[Items from a dataset]
########

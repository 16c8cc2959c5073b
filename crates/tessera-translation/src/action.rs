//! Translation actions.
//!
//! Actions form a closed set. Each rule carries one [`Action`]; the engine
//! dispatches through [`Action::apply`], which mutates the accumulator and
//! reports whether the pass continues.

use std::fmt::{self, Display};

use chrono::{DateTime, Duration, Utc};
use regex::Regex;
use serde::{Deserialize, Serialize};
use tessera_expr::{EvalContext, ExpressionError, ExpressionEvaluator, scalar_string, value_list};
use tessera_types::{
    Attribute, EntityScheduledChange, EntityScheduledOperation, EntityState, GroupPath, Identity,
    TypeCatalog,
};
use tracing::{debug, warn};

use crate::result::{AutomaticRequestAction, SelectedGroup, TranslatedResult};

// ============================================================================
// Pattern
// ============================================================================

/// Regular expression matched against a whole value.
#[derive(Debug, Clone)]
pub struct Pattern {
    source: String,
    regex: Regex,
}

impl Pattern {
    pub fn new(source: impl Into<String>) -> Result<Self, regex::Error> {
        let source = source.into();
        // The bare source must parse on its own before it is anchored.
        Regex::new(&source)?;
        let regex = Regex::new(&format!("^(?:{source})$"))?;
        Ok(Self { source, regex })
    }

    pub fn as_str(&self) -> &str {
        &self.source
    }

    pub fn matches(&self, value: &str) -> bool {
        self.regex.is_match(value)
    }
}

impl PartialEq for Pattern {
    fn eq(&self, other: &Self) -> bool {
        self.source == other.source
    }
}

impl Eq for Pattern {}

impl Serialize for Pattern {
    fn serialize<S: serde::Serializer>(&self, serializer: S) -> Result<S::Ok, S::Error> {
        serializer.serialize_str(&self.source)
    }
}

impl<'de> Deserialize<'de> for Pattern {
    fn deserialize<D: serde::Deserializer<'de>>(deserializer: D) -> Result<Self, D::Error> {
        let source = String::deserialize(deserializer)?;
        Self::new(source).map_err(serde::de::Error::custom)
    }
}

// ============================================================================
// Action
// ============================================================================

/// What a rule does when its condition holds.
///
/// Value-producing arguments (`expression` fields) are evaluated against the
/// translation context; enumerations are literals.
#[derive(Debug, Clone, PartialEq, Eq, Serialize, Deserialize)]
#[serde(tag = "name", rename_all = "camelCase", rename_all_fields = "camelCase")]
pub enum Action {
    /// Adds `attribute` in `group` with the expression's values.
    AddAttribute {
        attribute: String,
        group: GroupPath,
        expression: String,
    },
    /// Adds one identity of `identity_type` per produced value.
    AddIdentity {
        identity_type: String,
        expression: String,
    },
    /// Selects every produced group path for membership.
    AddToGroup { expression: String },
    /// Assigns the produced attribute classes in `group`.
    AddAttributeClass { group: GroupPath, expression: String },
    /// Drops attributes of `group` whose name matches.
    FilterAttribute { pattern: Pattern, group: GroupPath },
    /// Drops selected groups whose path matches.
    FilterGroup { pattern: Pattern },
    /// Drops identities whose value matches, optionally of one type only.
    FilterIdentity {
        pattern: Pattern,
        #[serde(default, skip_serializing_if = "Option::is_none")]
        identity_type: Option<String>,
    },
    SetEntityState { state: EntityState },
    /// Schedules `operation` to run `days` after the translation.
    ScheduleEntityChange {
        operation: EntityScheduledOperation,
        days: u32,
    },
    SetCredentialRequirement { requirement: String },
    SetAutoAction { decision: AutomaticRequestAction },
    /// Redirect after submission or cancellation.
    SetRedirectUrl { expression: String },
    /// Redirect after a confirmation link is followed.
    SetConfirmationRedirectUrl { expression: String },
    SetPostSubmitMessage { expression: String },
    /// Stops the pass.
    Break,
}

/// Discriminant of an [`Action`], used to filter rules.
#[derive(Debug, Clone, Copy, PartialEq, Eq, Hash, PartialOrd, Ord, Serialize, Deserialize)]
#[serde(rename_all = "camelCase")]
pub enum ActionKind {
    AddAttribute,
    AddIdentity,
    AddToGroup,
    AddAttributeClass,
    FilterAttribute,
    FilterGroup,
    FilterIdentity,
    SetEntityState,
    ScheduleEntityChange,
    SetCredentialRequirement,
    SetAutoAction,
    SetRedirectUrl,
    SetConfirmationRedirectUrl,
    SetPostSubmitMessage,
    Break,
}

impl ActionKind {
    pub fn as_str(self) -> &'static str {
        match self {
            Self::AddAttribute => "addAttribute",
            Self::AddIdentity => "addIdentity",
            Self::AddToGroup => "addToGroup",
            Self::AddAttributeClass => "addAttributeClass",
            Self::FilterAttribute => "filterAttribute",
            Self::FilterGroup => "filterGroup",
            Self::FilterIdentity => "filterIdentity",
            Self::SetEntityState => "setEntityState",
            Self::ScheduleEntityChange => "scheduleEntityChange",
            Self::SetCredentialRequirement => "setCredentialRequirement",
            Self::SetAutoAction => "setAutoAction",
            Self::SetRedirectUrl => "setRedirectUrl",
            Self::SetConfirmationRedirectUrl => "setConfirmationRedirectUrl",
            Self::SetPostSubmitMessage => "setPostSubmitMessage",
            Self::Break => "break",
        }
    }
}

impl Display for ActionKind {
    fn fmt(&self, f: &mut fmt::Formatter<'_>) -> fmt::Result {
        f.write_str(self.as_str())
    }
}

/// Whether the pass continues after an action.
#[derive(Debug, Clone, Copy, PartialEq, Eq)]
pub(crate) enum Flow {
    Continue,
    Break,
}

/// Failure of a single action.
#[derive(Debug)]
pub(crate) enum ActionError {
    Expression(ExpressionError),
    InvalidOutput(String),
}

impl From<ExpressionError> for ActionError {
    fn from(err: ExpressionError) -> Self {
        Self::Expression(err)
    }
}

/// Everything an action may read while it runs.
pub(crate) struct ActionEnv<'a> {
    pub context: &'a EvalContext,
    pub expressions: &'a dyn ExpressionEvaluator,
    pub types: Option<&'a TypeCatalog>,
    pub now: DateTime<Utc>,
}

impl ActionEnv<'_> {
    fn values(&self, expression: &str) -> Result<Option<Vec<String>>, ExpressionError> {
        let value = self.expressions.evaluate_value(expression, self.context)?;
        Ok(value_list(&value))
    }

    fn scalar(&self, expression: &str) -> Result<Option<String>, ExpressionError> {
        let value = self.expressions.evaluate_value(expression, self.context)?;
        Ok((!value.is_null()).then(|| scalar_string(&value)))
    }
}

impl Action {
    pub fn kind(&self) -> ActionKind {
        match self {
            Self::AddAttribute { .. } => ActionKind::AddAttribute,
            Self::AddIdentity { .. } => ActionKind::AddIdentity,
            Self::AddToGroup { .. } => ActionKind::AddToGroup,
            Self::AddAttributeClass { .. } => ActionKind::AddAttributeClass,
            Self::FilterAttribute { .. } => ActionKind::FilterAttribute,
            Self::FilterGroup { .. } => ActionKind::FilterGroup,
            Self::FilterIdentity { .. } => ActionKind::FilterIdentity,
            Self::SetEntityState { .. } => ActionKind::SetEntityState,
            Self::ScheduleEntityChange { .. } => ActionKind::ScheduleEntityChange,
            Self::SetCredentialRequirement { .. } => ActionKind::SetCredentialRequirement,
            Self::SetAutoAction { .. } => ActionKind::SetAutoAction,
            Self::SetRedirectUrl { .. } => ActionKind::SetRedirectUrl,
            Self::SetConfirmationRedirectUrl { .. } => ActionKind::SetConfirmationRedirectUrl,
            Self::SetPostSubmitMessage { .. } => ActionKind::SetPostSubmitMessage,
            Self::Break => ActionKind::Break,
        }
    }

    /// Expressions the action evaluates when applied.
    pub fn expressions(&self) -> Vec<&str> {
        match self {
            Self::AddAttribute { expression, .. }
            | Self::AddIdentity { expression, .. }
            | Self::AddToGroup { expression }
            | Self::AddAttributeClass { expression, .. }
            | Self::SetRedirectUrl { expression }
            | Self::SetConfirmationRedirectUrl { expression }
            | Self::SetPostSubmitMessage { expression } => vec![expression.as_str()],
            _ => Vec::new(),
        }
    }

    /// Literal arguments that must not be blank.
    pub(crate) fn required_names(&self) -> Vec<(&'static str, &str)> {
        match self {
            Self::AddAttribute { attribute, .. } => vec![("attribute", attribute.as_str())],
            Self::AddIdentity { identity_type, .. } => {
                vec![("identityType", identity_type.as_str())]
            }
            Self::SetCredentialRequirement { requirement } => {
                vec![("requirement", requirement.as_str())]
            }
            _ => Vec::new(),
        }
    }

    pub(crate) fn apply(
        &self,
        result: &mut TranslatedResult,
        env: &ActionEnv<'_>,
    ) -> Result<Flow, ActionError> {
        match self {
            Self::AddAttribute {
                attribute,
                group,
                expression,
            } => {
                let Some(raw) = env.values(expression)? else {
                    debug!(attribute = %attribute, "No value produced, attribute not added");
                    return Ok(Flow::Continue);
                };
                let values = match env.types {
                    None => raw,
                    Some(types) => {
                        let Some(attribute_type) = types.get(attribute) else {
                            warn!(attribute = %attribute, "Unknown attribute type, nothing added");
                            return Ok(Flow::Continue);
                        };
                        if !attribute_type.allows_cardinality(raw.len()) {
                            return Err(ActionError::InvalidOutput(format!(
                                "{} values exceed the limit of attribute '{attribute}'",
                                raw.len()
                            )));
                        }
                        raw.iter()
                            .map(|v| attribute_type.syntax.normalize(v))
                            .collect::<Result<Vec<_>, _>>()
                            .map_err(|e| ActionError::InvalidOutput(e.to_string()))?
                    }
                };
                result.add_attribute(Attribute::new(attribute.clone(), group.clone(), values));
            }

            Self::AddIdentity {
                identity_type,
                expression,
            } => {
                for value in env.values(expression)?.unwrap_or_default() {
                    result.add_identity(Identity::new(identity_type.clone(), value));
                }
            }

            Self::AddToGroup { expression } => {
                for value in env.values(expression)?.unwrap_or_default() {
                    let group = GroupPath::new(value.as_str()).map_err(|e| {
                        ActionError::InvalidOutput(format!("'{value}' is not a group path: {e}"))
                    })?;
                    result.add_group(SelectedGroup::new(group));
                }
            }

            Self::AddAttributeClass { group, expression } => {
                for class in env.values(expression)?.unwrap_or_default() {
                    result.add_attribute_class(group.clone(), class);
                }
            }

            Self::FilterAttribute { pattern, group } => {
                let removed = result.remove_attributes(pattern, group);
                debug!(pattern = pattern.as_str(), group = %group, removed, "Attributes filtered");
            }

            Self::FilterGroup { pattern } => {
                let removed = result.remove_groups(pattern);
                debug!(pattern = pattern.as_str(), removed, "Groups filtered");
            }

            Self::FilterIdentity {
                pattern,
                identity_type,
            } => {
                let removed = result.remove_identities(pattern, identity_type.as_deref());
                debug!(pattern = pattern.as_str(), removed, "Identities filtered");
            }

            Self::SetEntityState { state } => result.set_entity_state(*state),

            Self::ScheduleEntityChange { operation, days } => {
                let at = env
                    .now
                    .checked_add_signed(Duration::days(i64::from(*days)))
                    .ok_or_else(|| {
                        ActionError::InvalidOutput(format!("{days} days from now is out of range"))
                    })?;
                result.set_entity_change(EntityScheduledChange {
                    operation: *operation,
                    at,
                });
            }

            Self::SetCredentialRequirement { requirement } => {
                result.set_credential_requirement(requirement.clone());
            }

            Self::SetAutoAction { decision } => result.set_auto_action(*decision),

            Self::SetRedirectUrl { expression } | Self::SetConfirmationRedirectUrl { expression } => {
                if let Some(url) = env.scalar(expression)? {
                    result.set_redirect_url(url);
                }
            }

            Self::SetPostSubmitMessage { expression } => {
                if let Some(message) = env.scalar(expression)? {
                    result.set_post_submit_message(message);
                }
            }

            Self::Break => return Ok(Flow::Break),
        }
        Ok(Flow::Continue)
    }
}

########

**Work order**
Please transcribe the data exactly from its first line. End with the line that contains "the pass continues.".

**Response to the task**
repository 16c8cc2959c5073b
filename crates/tessera-translation/src/action.rs
//! Translation actions.
//!
//! Actions form a closed set. Each rule carries one [`Action`]; the engine
//! dispatches through [`Action::apply`], which mutates the accumulator and
//! reports whether the pass continues.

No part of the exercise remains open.